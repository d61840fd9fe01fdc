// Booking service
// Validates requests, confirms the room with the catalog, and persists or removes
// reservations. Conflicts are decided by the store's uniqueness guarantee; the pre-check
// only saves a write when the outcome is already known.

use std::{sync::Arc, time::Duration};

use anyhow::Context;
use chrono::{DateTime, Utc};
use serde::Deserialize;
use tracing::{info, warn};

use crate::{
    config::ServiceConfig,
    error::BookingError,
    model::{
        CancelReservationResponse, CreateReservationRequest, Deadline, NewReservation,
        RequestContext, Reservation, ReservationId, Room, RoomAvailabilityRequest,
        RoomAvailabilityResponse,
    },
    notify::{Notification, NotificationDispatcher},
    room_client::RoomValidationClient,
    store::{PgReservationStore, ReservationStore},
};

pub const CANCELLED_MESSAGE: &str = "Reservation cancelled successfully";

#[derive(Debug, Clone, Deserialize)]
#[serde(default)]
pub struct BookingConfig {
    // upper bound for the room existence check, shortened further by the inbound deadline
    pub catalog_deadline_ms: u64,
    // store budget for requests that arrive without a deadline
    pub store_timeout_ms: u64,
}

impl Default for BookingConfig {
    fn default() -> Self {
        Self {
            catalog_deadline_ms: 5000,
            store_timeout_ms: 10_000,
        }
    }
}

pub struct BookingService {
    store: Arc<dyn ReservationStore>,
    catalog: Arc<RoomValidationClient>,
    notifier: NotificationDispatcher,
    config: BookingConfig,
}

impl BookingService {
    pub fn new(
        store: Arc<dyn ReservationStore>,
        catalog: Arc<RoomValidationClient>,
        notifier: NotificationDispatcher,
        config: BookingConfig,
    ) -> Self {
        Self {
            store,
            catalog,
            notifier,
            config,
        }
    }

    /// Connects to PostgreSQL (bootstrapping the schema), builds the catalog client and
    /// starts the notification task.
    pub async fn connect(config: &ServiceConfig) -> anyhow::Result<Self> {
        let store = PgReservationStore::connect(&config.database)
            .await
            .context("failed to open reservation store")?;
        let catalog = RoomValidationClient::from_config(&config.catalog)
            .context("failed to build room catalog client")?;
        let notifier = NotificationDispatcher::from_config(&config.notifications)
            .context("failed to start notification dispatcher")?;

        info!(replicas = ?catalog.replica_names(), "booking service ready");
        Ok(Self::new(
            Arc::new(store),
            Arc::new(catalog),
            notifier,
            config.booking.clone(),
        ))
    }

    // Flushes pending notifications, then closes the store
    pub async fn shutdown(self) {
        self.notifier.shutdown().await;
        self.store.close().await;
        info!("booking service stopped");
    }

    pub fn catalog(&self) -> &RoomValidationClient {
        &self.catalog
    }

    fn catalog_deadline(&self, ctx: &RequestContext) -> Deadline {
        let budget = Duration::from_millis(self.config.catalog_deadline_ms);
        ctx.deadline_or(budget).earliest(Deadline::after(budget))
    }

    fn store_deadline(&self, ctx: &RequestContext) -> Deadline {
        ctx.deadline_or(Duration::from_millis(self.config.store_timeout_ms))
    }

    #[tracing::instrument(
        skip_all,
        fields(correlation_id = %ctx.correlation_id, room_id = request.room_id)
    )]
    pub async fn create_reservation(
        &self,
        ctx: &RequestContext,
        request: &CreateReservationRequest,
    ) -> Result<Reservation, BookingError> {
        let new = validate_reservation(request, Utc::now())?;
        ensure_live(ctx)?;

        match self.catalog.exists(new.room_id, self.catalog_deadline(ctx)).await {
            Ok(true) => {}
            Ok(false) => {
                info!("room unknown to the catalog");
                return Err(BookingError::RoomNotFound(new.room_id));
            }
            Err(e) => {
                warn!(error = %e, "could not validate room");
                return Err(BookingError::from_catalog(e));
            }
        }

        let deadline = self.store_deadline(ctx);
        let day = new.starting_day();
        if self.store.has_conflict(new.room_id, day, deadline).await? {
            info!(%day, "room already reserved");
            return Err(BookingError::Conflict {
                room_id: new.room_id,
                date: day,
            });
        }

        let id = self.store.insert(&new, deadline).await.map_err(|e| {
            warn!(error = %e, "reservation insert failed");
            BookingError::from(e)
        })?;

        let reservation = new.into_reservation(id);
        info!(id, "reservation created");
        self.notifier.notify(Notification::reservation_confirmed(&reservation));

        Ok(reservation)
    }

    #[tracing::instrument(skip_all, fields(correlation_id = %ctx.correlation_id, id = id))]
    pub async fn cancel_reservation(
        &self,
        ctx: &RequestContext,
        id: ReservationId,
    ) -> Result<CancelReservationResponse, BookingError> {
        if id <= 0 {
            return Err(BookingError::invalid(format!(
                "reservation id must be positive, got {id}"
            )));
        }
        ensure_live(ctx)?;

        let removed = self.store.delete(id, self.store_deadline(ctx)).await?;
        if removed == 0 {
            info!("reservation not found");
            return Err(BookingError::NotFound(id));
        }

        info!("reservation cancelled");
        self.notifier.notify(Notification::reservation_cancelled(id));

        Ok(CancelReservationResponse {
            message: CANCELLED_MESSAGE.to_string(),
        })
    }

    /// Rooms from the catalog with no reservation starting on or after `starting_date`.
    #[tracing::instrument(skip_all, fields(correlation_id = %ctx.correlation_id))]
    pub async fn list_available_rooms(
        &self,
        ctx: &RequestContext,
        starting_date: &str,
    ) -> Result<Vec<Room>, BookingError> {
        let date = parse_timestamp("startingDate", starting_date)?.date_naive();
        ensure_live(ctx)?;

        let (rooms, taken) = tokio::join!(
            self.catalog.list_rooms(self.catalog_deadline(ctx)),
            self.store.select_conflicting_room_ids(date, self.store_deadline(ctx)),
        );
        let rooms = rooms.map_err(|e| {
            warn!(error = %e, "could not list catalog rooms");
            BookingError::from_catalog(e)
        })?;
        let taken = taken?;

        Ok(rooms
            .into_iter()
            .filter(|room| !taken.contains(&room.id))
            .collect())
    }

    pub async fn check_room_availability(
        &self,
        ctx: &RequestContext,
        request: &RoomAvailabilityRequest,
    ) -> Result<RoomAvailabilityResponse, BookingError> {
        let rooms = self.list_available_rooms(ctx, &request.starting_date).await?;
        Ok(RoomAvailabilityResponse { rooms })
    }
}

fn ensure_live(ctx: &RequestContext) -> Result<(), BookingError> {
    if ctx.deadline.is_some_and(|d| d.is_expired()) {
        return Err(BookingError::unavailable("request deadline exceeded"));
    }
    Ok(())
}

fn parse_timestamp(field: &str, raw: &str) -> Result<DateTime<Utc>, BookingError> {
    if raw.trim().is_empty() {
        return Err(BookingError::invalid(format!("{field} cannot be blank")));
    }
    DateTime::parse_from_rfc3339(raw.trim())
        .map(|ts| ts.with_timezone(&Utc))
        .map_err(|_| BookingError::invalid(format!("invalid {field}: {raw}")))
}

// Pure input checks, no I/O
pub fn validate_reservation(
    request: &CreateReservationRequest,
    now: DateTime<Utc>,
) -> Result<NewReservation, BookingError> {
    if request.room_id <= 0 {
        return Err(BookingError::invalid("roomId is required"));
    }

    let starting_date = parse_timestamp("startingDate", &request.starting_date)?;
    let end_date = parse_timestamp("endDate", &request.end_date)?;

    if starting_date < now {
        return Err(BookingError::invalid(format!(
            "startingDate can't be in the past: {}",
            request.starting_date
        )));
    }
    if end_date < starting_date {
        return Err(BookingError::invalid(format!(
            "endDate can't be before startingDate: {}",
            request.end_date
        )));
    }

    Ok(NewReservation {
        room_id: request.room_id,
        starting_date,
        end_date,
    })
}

***

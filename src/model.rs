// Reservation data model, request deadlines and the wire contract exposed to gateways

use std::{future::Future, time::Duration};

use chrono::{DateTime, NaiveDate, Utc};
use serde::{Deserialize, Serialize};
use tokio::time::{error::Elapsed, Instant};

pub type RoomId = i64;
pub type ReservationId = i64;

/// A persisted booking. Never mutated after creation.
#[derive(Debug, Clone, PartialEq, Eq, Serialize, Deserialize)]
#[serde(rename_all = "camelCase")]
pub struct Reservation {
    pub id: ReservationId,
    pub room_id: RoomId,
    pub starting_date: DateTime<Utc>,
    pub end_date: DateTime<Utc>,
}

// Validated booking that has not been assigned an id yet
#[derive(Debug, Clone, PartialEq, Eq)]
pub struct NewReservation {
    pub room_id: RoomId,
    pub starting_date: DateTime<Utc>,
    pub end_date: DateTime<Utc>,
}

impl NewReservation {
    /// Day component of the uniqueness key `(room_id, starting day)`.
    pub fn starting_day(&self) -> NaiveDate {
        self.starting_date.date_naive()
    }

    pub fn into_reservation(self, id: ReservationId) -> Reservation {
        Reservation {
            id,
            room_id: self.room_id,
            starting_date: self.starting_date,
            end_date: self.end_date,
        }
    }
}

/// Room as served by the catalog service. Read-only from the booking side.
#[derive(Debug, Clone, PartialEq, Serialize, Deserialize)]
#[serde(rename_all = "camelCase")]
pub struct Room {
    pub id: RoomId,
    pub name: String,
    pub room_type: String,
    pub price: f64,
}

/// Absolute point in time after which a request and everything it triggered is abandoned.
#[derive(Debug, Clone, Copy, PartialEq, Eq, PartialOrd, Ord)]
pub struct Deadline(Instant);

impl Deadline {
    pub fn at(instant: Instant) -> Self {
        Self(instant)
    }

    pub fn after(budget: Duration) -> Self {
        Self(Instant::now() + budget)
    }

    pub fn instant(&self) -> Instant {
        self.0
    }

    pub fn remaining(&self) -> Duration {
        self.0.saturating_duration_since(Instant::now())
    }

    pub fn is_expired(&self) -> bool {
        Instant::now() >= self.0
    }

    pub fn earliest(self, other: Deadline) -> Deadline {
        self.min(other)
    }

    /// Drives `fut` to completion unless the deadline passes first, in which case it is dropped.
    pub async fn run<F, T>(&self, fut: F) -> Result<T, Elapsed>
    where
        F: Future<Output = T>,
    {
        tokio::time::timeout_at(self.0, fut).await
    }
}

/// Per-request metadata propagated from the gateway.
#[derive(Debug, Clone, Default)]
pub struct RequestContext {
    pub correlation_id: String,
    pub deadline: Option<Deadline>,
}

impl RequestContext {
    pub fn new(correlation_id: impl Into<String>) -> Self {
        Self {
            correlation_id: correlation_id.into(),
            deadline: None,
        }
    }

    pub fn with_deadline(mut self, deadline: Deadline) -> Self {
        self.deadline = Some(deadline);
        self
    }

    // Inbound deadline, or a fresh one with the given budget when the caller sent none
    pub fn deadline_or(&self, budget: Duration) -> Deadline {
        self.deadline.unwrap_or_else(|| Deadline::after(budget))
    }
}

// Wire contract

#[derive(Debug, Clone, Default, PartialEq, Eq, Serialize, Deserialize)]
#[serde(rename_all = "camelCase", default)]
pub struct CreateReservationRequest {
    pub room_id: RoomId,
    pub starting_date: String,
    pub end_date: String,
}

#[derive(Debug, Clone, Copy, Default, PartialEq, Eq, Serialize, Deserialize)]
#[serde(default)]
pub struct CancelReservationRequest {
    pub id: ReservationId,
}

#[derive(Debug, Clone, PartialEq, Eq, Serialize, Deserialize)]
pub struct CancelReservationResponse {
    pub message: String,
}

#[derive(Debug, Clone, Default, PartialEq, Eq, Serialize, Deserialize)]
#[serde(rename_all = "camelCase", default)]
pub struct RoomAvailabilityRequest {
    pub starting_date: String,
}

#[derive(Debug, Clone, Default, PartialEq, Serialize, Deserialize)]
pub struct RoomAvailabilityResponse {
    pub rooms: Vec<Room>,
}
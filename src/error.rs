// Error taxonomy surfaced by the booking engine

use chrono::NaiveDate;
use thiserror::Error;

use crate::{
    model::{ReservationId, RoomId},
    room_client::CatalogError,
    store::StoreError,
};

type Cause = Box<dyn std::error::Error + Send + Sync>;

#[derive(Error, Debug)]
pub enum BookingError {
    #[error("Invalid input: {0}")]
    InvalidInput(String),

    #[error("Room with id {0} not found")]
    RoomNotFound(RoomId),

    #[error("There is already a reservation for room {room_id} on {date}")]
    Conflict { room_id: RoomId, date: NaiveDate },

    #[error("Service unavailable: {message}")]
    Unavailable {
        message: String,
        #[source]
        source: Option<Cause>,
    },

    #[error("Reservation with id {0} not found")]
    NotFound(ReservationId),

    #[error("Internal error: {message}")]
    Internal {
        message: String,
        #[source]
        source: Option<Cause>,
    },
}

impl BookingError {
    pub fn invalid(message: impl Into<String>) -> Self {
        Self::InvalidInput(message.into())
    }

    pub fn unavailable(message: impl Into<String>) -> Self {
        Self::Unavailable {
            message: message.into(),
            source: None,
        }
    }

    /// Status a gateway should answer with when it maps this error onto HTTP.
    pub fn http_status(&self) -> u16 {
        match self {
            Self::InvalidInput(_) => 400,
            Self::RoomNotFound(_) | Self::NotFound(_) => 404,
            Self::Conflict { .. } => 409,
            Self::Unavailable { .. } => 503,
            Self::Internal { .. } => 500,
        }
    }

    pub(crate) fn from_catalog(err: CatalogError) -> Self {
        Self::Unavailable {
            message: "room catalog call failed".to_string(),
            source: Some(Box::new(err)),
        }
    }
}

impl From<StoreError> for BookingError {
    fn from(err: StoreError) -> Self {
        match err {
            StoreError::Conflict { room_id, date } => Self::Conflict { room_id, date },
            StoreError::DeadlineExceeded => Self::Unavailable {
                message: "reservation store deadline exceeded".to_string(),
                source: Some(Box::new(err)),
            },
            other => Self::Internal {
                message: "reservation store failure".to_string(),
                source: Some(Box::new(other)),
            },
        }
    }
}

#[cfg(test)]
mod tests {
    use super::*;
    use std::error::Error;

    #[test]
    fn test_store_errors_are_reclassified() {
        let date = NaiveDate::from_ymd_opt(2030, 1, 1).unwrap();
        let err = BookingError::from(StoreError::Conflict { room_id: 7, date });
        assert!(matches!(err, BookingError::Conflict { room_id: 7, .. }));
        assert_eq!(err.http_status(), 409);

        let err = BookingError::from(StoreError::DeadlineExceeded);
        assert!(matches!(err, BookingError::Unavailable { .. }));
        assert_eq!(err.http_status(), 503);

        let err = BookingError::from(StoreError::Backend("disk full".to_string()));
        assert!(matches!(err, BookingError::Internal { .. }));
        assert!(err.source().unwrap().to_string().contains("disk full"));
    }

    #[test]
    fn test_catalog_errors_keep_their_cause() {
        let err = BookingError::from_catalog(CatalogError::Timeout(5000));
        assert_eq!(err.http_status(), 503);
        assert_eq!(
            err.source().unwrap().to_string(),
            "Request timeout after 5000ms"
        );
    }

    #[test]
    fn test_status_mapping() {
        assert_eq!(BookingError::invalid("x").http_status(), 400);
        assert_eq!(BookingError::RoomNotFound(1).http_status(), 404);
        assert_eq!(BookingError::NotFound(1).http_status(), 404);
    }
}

***

Work out how many lines of the material include the word "which", then answer with that number alone.

■ **Response area**
2